Усадив меня поближе к русской печке и нагрев в загнете длинногубую плойку, сестры быстро и ловко обработали мою голову, превратив щетинистые лохмы в пружинистые кольца. Правда, раз или два они прихватывали волосы перекаленной плойкой слишком низко, так что я взвывал от боли и слышал запах горелого копыта, но терпел и прощал им эти оплошности, ибо, повторяю, тогда уже понимал, что искусства без жертв не бывает. Зато кудри мои вышли на славу. Когда мне поднесли зеркало, я не без удовлетворения отметил, что стал немного похожим на юного Пушкина. Стоило ли такую красоту покрывать старой зеленой шляпой? Да и сестры посоветовали мне выходить на сцену простоволосым.
Теперь оставалось, чтобы уже окончательно уподобиться негритянскому сверстнику из Оклахомы, вымазать лицо чем-либо черным. Здесь возникли некоторые прения. Марфуша, работавшая прицепщицей в тракторном отряде, предлагала, не мудрствуя лукаво, насмолить физиономию дегтем или нигролом, который довольно легко смывается керосином. Валя же, конторская счетоводка, особа, так сказать, более цивилизованная, настаивала на смеси вазелина с сажей, цвет которой более-де соответствует натуральному и которая вообще не нуждается в смывании – достаточно протереть лицо тряпкой. В конце концов сошлись на саже с вазелином и уже нанесли пробные мазки на лбу и щеках, но тут запротестовал я, вдруг живо представив, как пойду чумазый через всю деревню. Люди меня могут принять за рехнувшегося, а собаки наверняка разорвут штанины, даром что они узкие и короткие. В итоге решено было заготовить смесь дома и принести ее в школу, с тем чтобы загримироваться перед самым выходом на сцену, как это делают настоящие артисты.
Собственно говоря, никакой такой сцены в нашей школе не было. А был просто довольно широкий и длинный коридор, который перед представлением на две трети заставлялся скамейками и стульями для зрителей, остальная же часть без всяких подмостков превращалась в импровизированную сцену для выступающих. Не было и кулис. Артисты появлялись прямо из дверей седьмого «б» класса, расположенных позади сцены, в торце коридора. Чтобы всем было видно, на первые ряды садили ребятню из младших классов, а старшеклассники и родители располагались в средних и задних рядах. Если какой-то артист был слишком малоросл либо по ходу действия присаживался или ложился на пол, то сидевшие в задних рядах вставали с мест и даже поднимались с ногами на скамейки, чтобы лучше разглядеть из-за голов происходящее на сцене.
И вот, наконец, наступил вечер того памятного дня. Все было готово к представлению. Прибыв в школу в нормальной одежде, я быстро переоделся в «костюм» – облачился в кургузый клетчатый пиджачок – дыра на дыре, натянул узкие штанцы-дудочки и солдатские бахилы. Кудри мои стояли высокой копной. Лицо лоснилось от сажи, смешанной с вазелином, на черном фоне жемчужной белизной блестели зубы и посверкивали в сумеречном свете ламп вдохновенные глаза.

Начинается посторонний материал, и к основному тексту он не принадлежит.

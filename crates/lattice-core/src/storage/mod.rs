//! # Storage Backends
//!
//! The engine runs over one of two [`GraphStore`] implementations: the
//! in-memory `BTreeMap` store or the redb-backed persistent store. The
//! [`StorageBackend`] enum selects between them at construction time
//! without generics leaking into the engine API.

pub mod redb_store;

pub use redb_store::RedbStore;

use std::path::Path;

use crate::graph::{GraphStore, MemoryGraph};
use crate::types::LatticeError;

/// Selected storage backend for a graph engine.
#[derive(Debug)]
pub enum StorageBackend {
    /// Ephemeral in-memory store.
    InMemory(MemoryGraph),
    /// Disk-backed redb store.
    Persistent(RedbStore),
}

impl StorageBackend {
    /// Create an empty in-memory backend.
    #[must_use]
    pub fn in_memory() -> Self {
        Self::InMemory(MemoryGraph::new())
    }

    /// Open or create a persistent backend at the given path.
    pub fn persistent(path: impl AsRef<Path>) -> Result<Self, LatticeError> {
        Ok(Self::Persistent(RedbStore::open(path)?))
    }

    /// Borrow the backend as a read-only store.
    #[must_use]
    pub fn as_store(&self) -> &dyn GraphStore {
        match self {
            Self::InMemory(store) => store,
            Self::Persistent(store) => store,
        }
    }

    /// Borrow the backend as a mutable store.
    pub fn as_store_mut(&mut self) -> &mut dyn GraphStore {
        match self {
            Self::InMemory(store) => store,
            Self::Persistent(store) => store,
        }
    }
}

#[cfg(test)]
mod tests {
    use super::*;

    #[test]
    fn in_memory_backend_starts_empty() {
        let backend = StorageBackend::in_memory();
        assert_eq!(backend.as_store().node_count().expect("count"), 0);
        assert_eq!(backend.as_store().edge_count().expect("count"), 0);
    }
}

В полной боевой готовности прохаживались по седьмому «б» классу и
мои помощники – Ванча Теплых, Витька Пугачев, Вылка Григорьев, Валька Гужавина, Ирка Глушкова... Ребята были в своих обычных залатанных рубашках и пиджачишках, но в высоких шляпах-цилиндрах и с хлыстами
в руках; девчонки – в белых ситцевых платьях, если и не в новых, то в свежевыстиранных, аккуратно подштопанных, и тоже в шляпах, но не в цилиндрах, а в широкополых, блинчатых, сделанных из жесткой бумаги и раскрашенных в яркие цвета.
Все они должны были изображать американских богачей, праздную публику, чтобы резче подчеркнуть социальный контраст между надменными белыми эксплуататорами и бесправным Черным Томом, загнанным в угол жестокими плантаторами и куклуксклановцами. Моя постановка, собственно, была неким моноспектаклем, театром одного актера. Лишь я произносил сквозной монолог и слова от автора, сопровождая их определенными действиями, остальные же были статистами, по сути, имели немые роли, если не считать нескольких жалких реплик, часто ограниченных междометиями. Ходом пьесы им предписывалось появляться только в некоторых местах моего монолога и прохаживаться по сцене парами и поодиночке, разыгрывая зевающих сытых бездельников. В основном – молча. На репетициях у них все выходило довольно правдоподобно, за исключением разве того, что общепризнанный школьный комик Ванча Теплых иногда пересаливал. Представляя спесивого буржуа, он так задирал нос, при этом брезгливо оттопыривая нижнюю губу, что даже сами артисты прыскали в ладони, теряя важность и чопорность. Однако мои трагические нотки и испепеляющие взгляды скоро возвращали моих товарищей к сути драмы.
Насчет публики мы не волновались. О готовящемся представлении знала вся школа и ждала его с нетерпением. Я уже говорил, что постановки пьес были любимым зрелищем моих земляков. Не подвели нас зрители и в этот раз. Народ всех полов и возрастов стал собираться еще за полчаса до спектакля, а когда я перед самым началом, отдав последние указания труппе, заглянул в замочную скважину, то увидел, что зал был не просто полон, но буквально забит до отказа, и хотя на сцене еще никого не было, в задних рядах уже многие стояли, как и в проходах. Насладиться созерцанием зрительских масс, превзошедших все ожидания, мне помешал неизменный конферансье Петька Юркин, старшеклассник, который вдруг распахнул дверь передо мной – и я невольно предстал перед публикой в неприглядной позе. По залу прокатился смех, и все захлопали, требуя нашего выхода.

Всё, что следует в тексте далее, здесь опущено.